Kane and Artemi Panarin each scored Thursday to continue their torrid start, but the Blackhawks lost to the New Jersey Devils for the second time in a week, 3-2, on a late goal by Sergey Kalinin. Panarin had tied the game with 6:41 left in the game, but Kalinin scored on a rebound eight seconds into a Kane high-sticking penalty for the game-winner with 2:27 left.
Through 16 games, the second line of Panarin, Artem Anisimov and Kane has combined for 49 points (22 goals, 27 assists). All other Hawks forwards have combined for just 29 points (13 goals, 16 assists).
“You can’t have one line doing it every night,” Andrew Shaw said. “Everybody’s trying to chip in as best they can.”
Aside from a couple of bad rebounds that Corey Crawford (19 saves) gave up, and an Andrew Desjardins turnover that led to the second Devils goal and a permanent spot on the bench for the rest of the game, the Hawks generally were pleased with their effort on Thursday. The Devils don’t give up much, clogging the neutral zone and protecting the slot, but the Hawks had their chances against Cory Schneider, who finished with 27 saves.
In the first period, Marko Dano had a wide-open net, but Stephen Gionta got his stick on the shot, sending it into the crossbar. That’s been the story of the season for everyone not on that second line.
“If you get lucky, one goes by him,” said Kane, who had a goal (on a 5-on-3 power play) and an assist to extend his point streak to 11 games, three shy of his career high. “It’s a little bit of puck luck, too, with those guys and everyone on our team. We all want to contribute. We all want to score goals and we all want to be a part of the offense.

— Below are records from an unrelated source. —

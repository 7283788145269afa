//! gRPC 服务端实现
//!
//! 将仓储层暴露为 gRPC 接口，处理 Proto 类型与内部模型之间的转换。
//! 仓储错误原样透传为 gRPC Status，不返回部分结果。

use std::sync::Arc;
use std::time::Instant;

use tokio::sync::mpsc;
use tokio_stream::wrappers::ReceiverStream;
use tonic::{Request, Response, Status};
use tracing::{debug, info, instrument, warn};

use notification_proto::notification::{
    DeleteNotificationReq, DeleteNotificationRes, GetNotificationReq, GetNotificationRes,
    Notification as ProtoNotification, NotificationResponse, SendNotificationReq,
    SendNotificationRes, WatchNotificationReq,
    notification_service_server::NotificationService,
};
use notification_shared::observability::metrics;

use crate::error::NotificationError;
use crate::models::Notification;
use crate::repository::NotificationRepositoryTrait;

/// NotificationSeen 成功时的状态值
const STATUS_OK: i32 = 200;

/// 流式响应的通道容量
const STREAM_BUFFER: usize = 16;

// ==================== 类型转换辅助函数 ====================

/// 将 chrono::DateTime 转换为 prost_types::Timestamp
fn datetime_to_timestamp(dt: chrono::DateTime<chrono::Utc>) -> prost_types::Timestamp {
    prost_types::Timestamp {
        seconds: dt.timestamp(),
        nanos: dt.timestamp_subsec_nanos() as i32,
    }
}

/// 内部通知记录 -> Proto 通知
///
/// user_id 字段回显请求中的用户名，而非内部主键
fn notification_to_proto(notification: &Notification, username: &str) -> ProtoNotification {
    ProtoNotification {
        id: notification.id.to_string(),
        user_id: username.to_string(),
        message: notification.message.clone(),
        status: notification.delivery_status.clone(),
        seen: notification.seen,
        created_at: Some(datetime_to_timestamp(notification.created_at)),
    }
}

/// 解析请求中的通知 ID 列表，任何一个无法解析都视为整个请求非法
fn parse_notification_ids(notifications: &[ProtoNotification]) -> Result<Vec<i64>, Status> {
    notifications
        .iter()
        .map(|n| {
            n.id.parse::<i64>().map_err(|_| {
                Status::from(NotificationError::Validation(format!(
                    "非法的通知 ID: {:?}",
                    n.id
                )))
            })
        })
        .collect()
}

/// 负数分页参数在到达存储层之前拒绝，用户名交由存储层解析
fn validate_list_request(req: &GetNotificationReq) -> Result<(), Status> {
    if req.limit < 0 || req.offset < 0 {
        return Err(Status::invalid_argument("limit 与 offset 不能为负数"));
    }
    Ok(())
}

fn record_request<T>(method: &str, started: Instant, result: &Result<T, Status>) {
    let status = match result {
        Ok(_) => "ok",
        Err(_) => "error",
    };
    metrics::record_grpc_request(method, status, started.elapsed().as_secs_f64());
}

// ==================== gRPC 服务实现 ====================

/// 通知 gRPC 服务
pub struct NotificationServiceImpl<R: NotificationRepositoryTrait> {
    repo: Arc<R>,
}

impl<R: NotificationRepositoryTrait> NotificationServiceImpl<R> {
    pub fn new(repo: Arc<R>) -> Self {
        Self { repo }
    }

    async fn list_notifications(&self, req: &GetNotificationReq) -> Result<Vec<ProtoNotification>, Status> {
        validate_list_request(req)?;

        let notifications = self
            .repo
            .get_user_notifications(&req.username, req.limit, req.offset)
            .await
            .map_err(Status::from)?;

        Ok(notifications
            .iter()
            .map(|n| notification_to_proto(n, &req.username))
            .collect())
    }
}

#[tonic::async_trait]
impl<R> NotificationService for NotificationServiceImpl<R>
where
    R: NotificationRepositoryTrait + 'static,
{
    type GetNotificationStreamStream = ReceiverStream<Result<GetNotificationRes, Status>>;

    /// 暂未实现
    async fn send_notification(
        &self,
        _request: Request<SendNotificationReq>,
    ) -> Result<Response<SendNotificationRes>, Status> {
        Err(NotificationError::Unimplemented("SendNotification").into())
    }

    /// 分页查询用户通知
    #[instrument(skip(self, request), fields(username = %request.get_ref().username))]
    async fn get_notification(
        &self,
        request: Request<GetNotificationReq>,
    ) -> Result<Response<GetNotificationRes>, Status> {
        let started = Instant::now();
        let req = request.into_inner();

        let result = self.list_notifications(&req).await;
        record_request("GetNotification", started, &result);

        let notification = result?;
        debug!(count = notification.len(), "返回通知列表");

        Ok(Response::new(GetNotificationRes {
            notification,
            error: String::new(),
        }))
    }

    /// 暂未实现
    async fn delete_notification(
        &self,
        _request: Request<DeleteNotificationReq>,
    ) -> Result<Response<DeleteNotificationRes>, Status> {
        Err(NotificationError::Unimplemented("DeleteNotification").into())
    }

    /// 批量标记已读
    ///
    /// 不属于该用户、已读或不存在的 ID 静默忽略
    #[instrument(skip(self, request), fields(username = %request.get_ref().user_id))]
    async fn notification_seen(
        &self,
        request: Request<WatchNotificationReq>,
    ) -> Result<Response<NotificationResponse>, Status> {
        let started = Instant::now();
        let req = request.into_inner();

        let result = async {
            let ids = parse_notification_ids(&req.notification)?;

            self.repo
                .mark_notifications_as_seen(&ids, &req.user_id)
                .await
                .map_err(Status::from)
        }
        .await;
        record_request("NotificationSeen", started, &result);

        let affected = result?;
        info!(affected, "通知已读标记完成");

        Ok(Response::new(NotificationResponse {
            status: STATUS_OK,
            message: "Notification seen".to_string(),
            error: String::new(),
        }))
    }

    /// 流式返回用户通知，每条消息携带一条通知
    ///
    /// 先完成查询再开始推送，查询失败直接返回错误
    #[instrument(skip(self, request), fields(username = %request.get_ref().username))]
    async fn get_notification_stream(
        &self,
        request: Request<GetNotificationReq>,
    ) -> Result<Response<Self::GetNotificationStreamStream>, Status> {
        let started = Instant::now();
        let req = request.into_inner();

        let result = self.list_notifications(&req).await;
        record_request("GetNotificationStream", started, &result);
        let notifications = result?;

        let (tx, rx) = mpsc::channel(STREAM_BUFFER);
        let username = req.username;

        tokio::spawn(async move {
            for notification in notifications {
                let id = notification.id.clone();
                let res = GetNotificationRes {
                    notification: vec![notification],
                    error: String::new(),
                };

                if tx.send(Ok(res)).await.is_err() {
                    warn!(username = %username, notification_id = %id, "客户端已断开，停止推送");
                    return;
                }
            }
            debug!(username = %username, "通知推送完成");
        });

        Ok(Response::new(ReceiverStream::new(rx)))
    }
}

Sometimes when it’s tough sledding, you want to stay in there and stay confident, as well.”
The Hawks will get a boost when Duncan Keith and Michal Rozsival return this weekend, either in St. Louis on Saturday or home against Calgary on Sunday. And Kane thinks it’s only a matter of time that the law of averages kicks in for the other three lines.

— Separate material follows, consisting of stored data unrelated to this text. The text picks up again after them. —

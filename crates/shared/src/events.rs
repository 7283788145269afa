//! 用户行为事件模型
//!
//! 认证服务与用户服务在用户注册、点赞、关注等时刻向队列发布 JSON 事件，
//! 通知服务据此生成站内通知。此处定义事件的解码格式和行为类型枚举。

use serde::{Deserialize, Deserializer, Serialize};

// ---------------------------------------------------------------------------
// ActionKind: 行为类型
// ---------------------------------------------------------------------------

/// 行为类型
///
/// 未识别的取值保留原始字符串，便于日志排查；解码永远不会因为行为类型失败。
#[derive(Debug, Clone, PartialEq, Eq, Hash, Serialize, Deserialize)]
#[serde(from = "String", into = "String")]
pub enum ActionKind {
    UserRegistered,
    BlogLiked,
    UserFollowed,
    Unrecognized(String),
}

impl ActionKind {
    pub const USER_REGISTER: &'static str = "user_register";
    pub const BLOG_LIKE: &'static str = "blog_like";
    pub const USER_FOLLOWED: &'static str = "user_followed";

    pub fn as_str(&self) -> &str {
        match self {
            Self::UserRegistered => Self::USER_REGISTER,
            Self::BlogLiked => Self::BLOG_LIKE,
            Self::UserFollowed => Self::USER_FOLLOWED,
            Self::Unrecognized(raw) => raw,
        }
    }

    pub fn is_recognized(&self) -> bool {
        !matches!(self, Self::Unrecognized(_))
    }
}

impl Default for ActionKind {
    fn default() -> Self {
        Self::Unrecognized(String::new())
    }
}

impl From<String> for ActionKind {
    fn from(raw: String) -> Self {
        match raw.as_str() {
            Self::USER_REGISTER => Self::UserRegistered,
            Self::BLOG_LIKE => Self::BlogLiked,
            Self::USER_FOLLOWED => Self::UserFollowed,
            _ => Self::Unrecognized(raw),
        }
    }
}

impl From<ActionKind> for String {
    fn from(kind: ActionKind) -> Self {
        match kind {
            ActionKind::Unrecognized(raw) => raw,
            other => other.as_str().to_string(),
        }
    }
}

impl std::fmt::Display for ActionKind {
    fn fmt(&self, f: &mut std::fmt::Formatter<'_>) -> std::fmt::Result {
        f.write_str(self.as_str())
    }
}

// ---------------------------------------------------------------------------
// ActionEvent: 队列消息
// ---------------------------------------------------------------------------

/// 队列中的用户行为事件
///
/// 生产方对缺省字段发送空字符串，解码时统一视为 `None`。
/// 认证服务使用 `profile_id` 作为账户 ID 字段名，两者同时出现时以非空的 `account_id` 为准。
/// 其余辅助字段（email、client、ip 等）与通知无关，解码时忽略。
#[derive(Debug, Clone, Default, PartialEq, Serialize, Deserialize)]
#[serde(from = "ActionEventWire")]
pub struct ActionEvent {
    pub action: ActionKind,
    /// 行为发起者的外部账户 ID
    pub account_id: String,
    /// 行为发起者的用户名
    pub username: String,
    /// 第二个用户名，仅关注事件使用，表示被关注者
    #[serde(skip_serializing_if = "Option::is_none")]
    pub new_username: Option<String>,
    /// 通知正文
    #[serde(skip_serializing_if = "Option::is_none")]
    pub notification: Option<String>,
    /// 关联博客的外部 ID
    #[serde(skip_serializing_if = "Option::is_none")]
    pub blog_id: Option<String>,
}

/// 队列消息的原始字段
#[derive(Deserialize)]
struct ActionEventWire {
    #[serde(default)]
    action: ActionKind,
    #[serde(default)]
    account_id: String,
    #[serde(default)]
    profile_id: String,
    #[serde(default)]
    username: String,
    #[serde(default, deserialize_with = "empty_as_none")]
    new_username: Option<String>,
    #[serde(default, deserialize_with = "empty_as_none")]
    notification: Option<String>,
    #[serde(default, deserialize_with = "empty_as_none")]
    blog_id: Option<String>,
}

impl From<ActionEventWire> for ActionEvent {
    fn from(wire: ActionEventWire) -> Self {
        let account_id = if wire.account_id.is_empty() {
            wire.profile_id
        } else {
            wire.account_id
        };

        Self {
            action: wire.action,
            account_id,
            username: wire.username,
            new_username: wire.new_username,
            notification: wire.notification,
            blog_id: wire.blog_id,
        }
    }
}

impl ActionEvent {
    pub fn new(
        action: ActionKind,
        account_id: impl Into<String>,
        username: impl Into<String>,
    ) -> Self {
        Self {
            action,
            account_id: account_id.into(),
            username: username.into(),
            ..Default::default()
        }
    }

    pub fn with_new_username(mut self, new_username: impl Into<String>) -> Self {
        self.new_username = Some(new_username.into());
        self
    }

    pub fn with_notification(mut self, notification: impl Into<String>) -> Self {
        self.notification = Some(notification.into());
        self
    }

    pub fn with_blog_id(mut self, blog_id: impl Into<String>) -> Self {
        self.blog_id = Some(blog_id.into());
        self
    }

    /// 通知正文，缺省为空串
    pub fn notification_text(&self) -> &str {
        self.notification.as_deref().unwrap_or_default()
    }
}

fn empty_as_none<'de, D>(deserializer: D) -> Result<Option<String>, D::Error>
where
    D: Deserializer<'de>,
{
    let value = Option::<String>::deserialize(deserializer)?;
    Ok(value.filter(|s| !s.is_empty()))
}

#[cfg(test)]
mod tests {
    use super::*;

    #[test]
    fn test_action_kind_parsing() {
        assert_eq!(ActionKind::from("user_register".to_string()), ActionKind::UserRegistered);
        assert_eq!(ActionKind::from("blog_like".to_string()), ActionKind::BlogLiked);
        assert_eq!(ActionKind::from("user_followed".to_string()), ActionKind::UserFollowed);

        let unknown = ActionKind::from("blog_publish".to_string());
        assert_eq!(unknown, ActionKind::Unrecognized("blog_publish".to_string()));
        assert!(!unknown.is_recognized());
        assert_eq!(unknown.to_string(), "blog_publish");
    }

    #[test]
    fn test_decode_register_event() {
        let payload = r#"{
            "id": 0,
            "account_id": "A1",
            "username": "alice",
            "new_username": "",
            "email": "alice@example.com",
            "action": "user_register",
            "blog_id": "",
            "notification": ""
        }"#;

        let event: ActionEvent = serde_json::from_str(payload).unwrap();
        assert_eq!(event.action, ActionKind::UserRegistered);
        assert_eq!(event.account_id, "A1");
        assert_eq!(event.username, "alice");
        assert_eq!(event.new_username, None);
        assert_eq!(event.blog_id, None);
        assert_eq!(event.notification_text(), "");
    }

    #[test]
    fn test_decode_profile_id_alias() {
        let payload = r#"{"profile_id":"A9","username":"zoe","action":"user_register"}"#;

        let event: ActionEvent = serde_json::from_str(payload).unwrap();
        assert_eq!(event.account_id, "A9");
    }

    #[test]
    fn test_decode_account_id_and_profile_id_together() {
        let payload = r#"{
            "action": "user_register",
            "account_id": "A1",
            "profile_id": "P1",
            "username": "alice"
        }"#;
        let event: ActionEvent = serde_json::from_str(payload).unwrap();
        assert_eq!(event.account_id, "A1");

        let payload = r#"{"action":"user_register","account_id":"","profile_id":"P1","username":"alice"}"#;
        let event: ActionEvent = serde_json::from_str(payload).unwrap();
        assert_eq!(event.account_id, "P1");
    }

    #[test]
    fn test_decode_follow_event() {
        let payload = r#"{
            "account_id": "A1",
            "username": "alice",
            "new_username": "bob",
            "action": "user_followed",
            "notification": "alice has followed you"
        }"#;

        let event: ActionEvent = serde_json::from_str(payload).unwrap();
        assert_eq!(event.action, ActionKind::UserFollowed);
        assert_eq!(event.new_username.as_deref(), Some("bob"));
        assert_eq!(event.notification_text(), "alice has followed you");
    }

    #[test]
    fn test_decode_missing_action_is_unrecognized() {
        let event: ActionEvent = serde_json::from_str(r#"{"username":"alice"}"#).unwrap();
        assert_eq!(event.action, ActionKind::Unrecognized(String::new()));
    }

    #[test]
    fn test_decode_rejects_malformed_payload() {
        assert!(serde_json::from_str::<ActionEvent>("not json").is_err());
        assert!(serde_json::from_str::<ActionEvent>(r#"{"action": 42}"#).is_err());
    }

    #[test]
    fn test_encode_skips_absent_fields() {
        let event = ActionEvent::new(ActionKind::BlogLiked, "A1", "alice").with_blog_id("blog-1");

        let json = serde_json::to_value(&event).unwrap();
        assert_eq!(json["action"], "blog_like");
        assert_eq!(json["blog_id"], "blog-1");
        assert!(json.get("new_username").is_none());
    }
}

“For sure,” he said. “It only makes sense that that would happen. I thought especially [Jonathan Toews’] line and [Teuvo] Teravainen had some really good plays out there tonight too. Those guys, keep shooting, keep puck possession and keep making plays. It’s only going to go in when you’re playing like that. I think you would worry a little bit more if you’re not getting those chances and you don’t have those shifts in their end. But at the same time for all of us, we can simplify our game. We’re only scoring a couple goals per game. I think all of us, including myself, can shoot the puck more, try to be more simple when we get the puck in their zone. Get the puck at the net and see what happens on first chances. It seems like that’s what creates the most havoc. We can all take a note from that.”